- [WORK REQUIRED]
Report the count of lines with "body" in the data below, and no other words.

- [TASK MATERIAL]
┌────────

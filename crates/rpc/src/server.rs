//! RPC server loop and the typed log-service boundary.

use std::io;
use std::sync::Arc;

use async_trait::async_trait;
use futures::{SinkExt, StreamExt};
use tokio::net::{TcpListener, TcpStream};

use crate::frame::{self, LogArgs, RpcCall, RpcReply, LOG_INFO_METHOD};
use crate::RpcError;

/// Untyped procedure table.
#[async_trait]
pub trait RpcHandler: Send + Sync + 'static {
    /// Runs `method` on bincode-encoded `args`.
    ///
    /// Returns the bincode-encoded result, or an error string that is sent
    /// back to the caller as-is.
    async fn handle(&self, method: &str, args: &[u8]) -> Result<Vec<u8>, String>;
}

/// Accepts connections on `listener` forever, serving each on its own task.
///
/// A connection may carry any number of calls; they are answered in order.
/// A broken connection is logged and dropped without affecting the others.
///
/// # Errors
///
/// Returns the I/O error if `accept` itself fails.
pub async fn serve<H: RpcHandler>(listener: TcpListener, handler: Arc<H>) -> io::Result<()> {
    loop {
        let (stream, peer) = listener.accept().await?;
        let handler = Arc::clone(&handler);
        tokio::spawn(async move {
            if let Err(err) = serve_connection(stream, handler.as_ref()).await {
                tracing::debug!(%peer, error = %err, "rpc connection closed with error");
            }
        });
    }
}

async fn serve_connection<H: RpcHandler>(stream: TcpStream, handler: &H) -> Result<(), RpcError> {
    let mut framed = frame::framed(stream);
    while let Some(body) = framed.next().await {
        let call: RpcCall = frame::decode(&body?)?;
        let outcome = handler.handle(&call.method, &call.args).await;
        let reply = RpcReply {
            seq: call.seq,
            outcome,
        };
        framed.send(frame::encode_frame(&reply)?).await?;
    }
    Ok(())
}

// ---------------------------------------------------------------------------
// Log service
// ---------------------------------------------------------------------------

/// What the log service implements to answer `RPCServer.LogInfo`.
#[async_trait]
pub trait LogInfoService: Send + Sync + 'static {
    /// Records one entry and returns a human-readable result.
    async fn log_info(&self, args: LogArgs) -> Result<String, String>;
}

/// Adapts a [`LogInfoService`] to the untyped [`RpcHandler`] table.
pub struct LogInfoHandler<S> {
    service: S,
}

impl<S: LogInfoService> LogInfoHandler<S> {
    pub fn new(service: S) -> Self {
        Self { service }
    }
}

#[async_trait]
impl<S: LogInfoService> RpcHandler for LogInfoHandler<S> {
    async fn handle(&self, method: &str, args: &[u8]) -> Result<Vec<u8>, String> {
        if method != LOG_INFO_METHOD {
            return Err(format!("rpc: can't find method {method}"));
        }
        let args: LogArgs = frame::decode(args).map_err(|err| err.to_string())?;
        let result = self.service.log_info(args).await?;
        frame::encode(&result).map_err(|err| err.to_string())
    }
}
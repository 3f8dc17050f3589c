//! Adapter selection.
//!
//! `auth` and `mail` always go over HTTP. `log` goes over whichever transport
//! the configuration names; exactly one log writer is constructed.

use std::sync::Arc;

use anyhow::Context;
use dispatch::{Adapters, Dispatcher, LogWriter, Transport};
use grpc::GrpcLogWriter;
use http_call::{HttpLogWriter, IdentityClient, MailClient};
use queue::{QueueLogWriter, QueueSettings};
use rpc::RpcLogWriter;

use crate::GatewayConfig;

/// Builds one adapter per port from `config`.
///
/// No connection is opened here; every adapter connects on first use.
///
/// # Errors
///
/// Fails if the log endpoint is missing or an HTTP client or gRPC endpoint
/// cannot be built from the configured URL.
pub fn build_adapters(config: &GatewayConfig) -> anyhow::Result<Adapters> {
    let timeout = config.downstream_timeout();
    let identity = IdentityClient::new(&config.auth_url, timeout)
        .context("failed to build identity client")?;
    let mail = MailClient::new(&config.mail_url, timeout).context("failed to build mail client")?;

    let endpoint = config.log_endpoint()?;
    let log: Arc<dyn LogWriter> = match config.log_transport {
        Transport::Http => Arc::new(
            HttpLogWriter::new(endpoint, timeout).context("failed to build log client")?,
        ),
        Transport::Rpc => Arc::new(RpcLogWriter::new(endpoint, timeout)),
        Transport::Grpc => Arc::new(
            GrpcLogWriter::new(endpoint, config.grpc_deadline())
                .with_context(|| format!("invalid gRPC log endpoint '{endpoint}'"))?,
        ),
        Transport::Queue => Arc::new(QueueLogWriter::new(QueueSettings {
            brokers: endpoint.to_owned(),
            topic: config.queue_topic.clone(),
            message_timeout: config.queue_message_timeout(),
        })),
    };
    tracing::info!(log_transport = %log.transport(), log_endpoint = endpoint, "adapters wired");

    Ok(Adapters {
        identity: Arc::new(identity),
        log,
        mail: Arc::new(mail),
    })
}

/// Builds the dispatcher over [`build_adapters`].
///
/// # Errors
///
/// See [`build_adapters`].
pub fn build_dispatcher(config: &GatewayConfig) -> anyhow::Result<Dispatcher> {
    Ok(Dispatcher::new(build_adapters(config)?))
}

└────────

- [ANSWER SPACE]
2